The CBS Property Managing Director, George Kafantaris, said that the ever-dwindling housing supply and relative affordability are driving regional property markets and that often volatile price fluctuations may give way to steady capital gains.

According to the data, this time is different and price growth will continue to be strong well into 2025, unlike previous cycles of large ups and downs.

Compared to the main capital cities, which have stabilised, the current market is still relatively affordable.

Since the starting base price is lower, all dollar increases will result in a higher percentage increase than in areas with a higher starting price.

There’s no doubt that regional areas with multiple drawcards, such as employment, lifestyle, and improved infrastructure, will continue to attract strong net migration and pressure on property prices.”

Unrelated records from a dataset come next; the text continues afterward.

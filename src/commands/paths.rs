//! `roadmap paths` - every simple path between two vertices
use std::path::Path;

use roadmap_core::codec::LoadMode;
use roadmap_core::error::Result;
use roadmap_core::graph::{enumerate_paths, for_each_path, RoutePath};

use super::dispatch::CommandContext;
use crate::cli::OutputFormat;

/// `0 (right) -> 1 (straight) -> 2`
fn format_route(path: &RoutePath) -> String {
    let mut out = String::new();
    for (i, vertex) in path.vertices.iter().enumerate() {
        out.push_str(&vertex.to_string());
        if let Some(direction) = path.directions.get(i) {
            out.push_str(&format!(" ({}) -> ", direction));
        }
    }
    out
}

pub fn execute(
    ctx: &CommandContext,
    map: &Path,
    src: usize,
    dest: usize,
    mode: LoadMode,
) -> Result<()> {
    let graph = ctx.load_map(map, mode)?;

    match ctx.format {
        OutputFormat::Json => {
            let paths = enumerate_paths(&graph, src, dest)?;
            let output = serde_json::json!({
                "from": src,
                "to": dest,
                "count": paths.len(),
                "paths": paths,
            });
            println!("{}", serde_json::to_string_pretty(&output)?);
        }
        OutputFormat::Human => {
            let mut header_printed = false;
            let mut found = 0usize;
            for_each_path(&graph, src, dest, |path| {
                if !header_printed {
                    println!("Paths from node {} to node {}:", src, dest);
                    header_printed = true;
                }
                println!("Path: {}", format_route(path));
                println!("Total Distance: {}", path.total_distance);
                found += 1;
            })?;
            if found == 0 && !ctx.cli.quiet {
                println!("No paths found from node {} to node {}", src, dest);
            }
        }
    }

    Ok(())
}

#[cfg(test)]
mod tests {
    use super::*;
    use roadmap_core::graph::Direction;

    #[test]
    fn test_format_route() {
        let path = RoutePath {
            vertices: vec![0, 1, 2],
            directions: vec![Direction::Right, Direction::Straight],
            total_distance: 7,
        };
        assert_eq!(format_route(&path), "0 (right) -> 1 (straight) -> 2");
    }

    #[test]
    fn test_format_single_vertex() {
        let path = RoutePath {
            vertices: vec![4],
            directions: vec![],
            total_distance: 0,
        };
        assert_eq!(format_route(&path), "4");
    }
}
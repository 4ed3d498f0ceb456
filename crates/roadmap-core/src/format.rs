//! Output format handling for roadmap
//!
//! - human: Readable listing for terminal use
//! - json: Stable, machine-readable JSON

use std::fmt;
use std::str::FromStr;

use serde::{Deserialize, Serialize};

use crate::error::RoadmapError;

/// Output format for roadmap commands
#[derive(Debug, Clone, Copy, PartialEq, Eq, Default, Serialize, Deserialize)]
#[serde(rename_all = "lowercase")]
pub enum OutputFormat {
    /// Human-readable output (default)
    #[default]
    Human,
    /// JSON output for machine consumption
    Json,
}

impl FromStr for OutputFormat {
    type Err = RoadmapError;

    fn from_str(s: &str) -> Result<Self, Self::Err> {
        match s.to_lowercase().as_str() {
            "human" => Ok(OutputFormat::Human),
            "json" => Ok(OutputFormat::Json),
            other => Err(RoadmapError::UnknownFormat(other.to_string())),
        }
    }
}

impl fmt::Display for OutputFormat {
    fn fmt(&self, f: &mut fmt::Formatter<'_>) -> fmt::Result {
        match self {
            OutputFormat::Human => write!(f, "human"),
            OutputFormat::Json => write!(f, "json"),
        }
    }
}

#[cfg(test)]
mod tests {
    use super::*;

    #[test]
    fn test_parse_format() {
        assert_eq!("human".parse::<OutputFormat>().unwrap(), OutputFormat::Human);
        assert_eq!("JSON".parse::<OutputFormat>().unwrap(), OutputFormat::Json);
        assert!(matches!(
            "records".parse::<OutputFormat>(),
            Err(RoadmapError::UnknownFormat(_))
        ));
    }

    #[test]
    fn test_display_round_trips() {
        for format in [OutputFormat::Human, OutputFormat::Json] {
            assert_eq!(format.to_string().parse::<OutputFormat>().unwrap(), format);
        }
    }
}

“New housing supply simply cannot keep up with demand.”

According to CoreLogic Research Director Tim Lawless, the most successful regions are those with a diverse economic base, such as agriculture, tourism, ports and mining.

Property markets were not buoyant in all regions.

The largest quarterly drops were recorded in Launceston (-2.3%) and Devonport (-2.0%) in Tasmania. In 11 of Victoria, Tasmania and NSW regional markets, annual declines were recorded, with Batemans Bay (5.8 per cent) having the biggest annual decline.

In the past decade, values have increased by 91 percent in Tasmanian housing markets, Mr Lawless said.  

A combination of affordability constraints following the pandemic surge in values, negative interstate migration, and a normalisation of internal migration rates are likely to contribute to the softer conditions across regional Victoria and regional Tasmania.

Q&A on the article

What is the difference between regional and capital city property markets?

As a result of the Covid years of urban escapism, regional property prices are outpacing capital city prices. The reversal of fortunes between the cities and regions has largely been driven by double-digit annual growth in the migration magnets of Western Australia and Queensland.

What are the fastest-growing property markets in each region?

Coastal towns Albany and Bunbury in WA experienced the highest quarterly growth, with value growth of 7.7% and 6.2% respectively, ahead of Lismore (5.5%) in Northern NSW and Townville (4.7%) in Queensland.

What are the worst performing regional property markets?

The largest quarterly drops were recorded in Launceston (-2.3%) and Devonport (-2.0%) in Tasmania. In 11 of Victoria, Tasmania and NSW regional markets, annual declines were recorded, with Batemans Bay (5.8 per cent) having the biggest annual decline.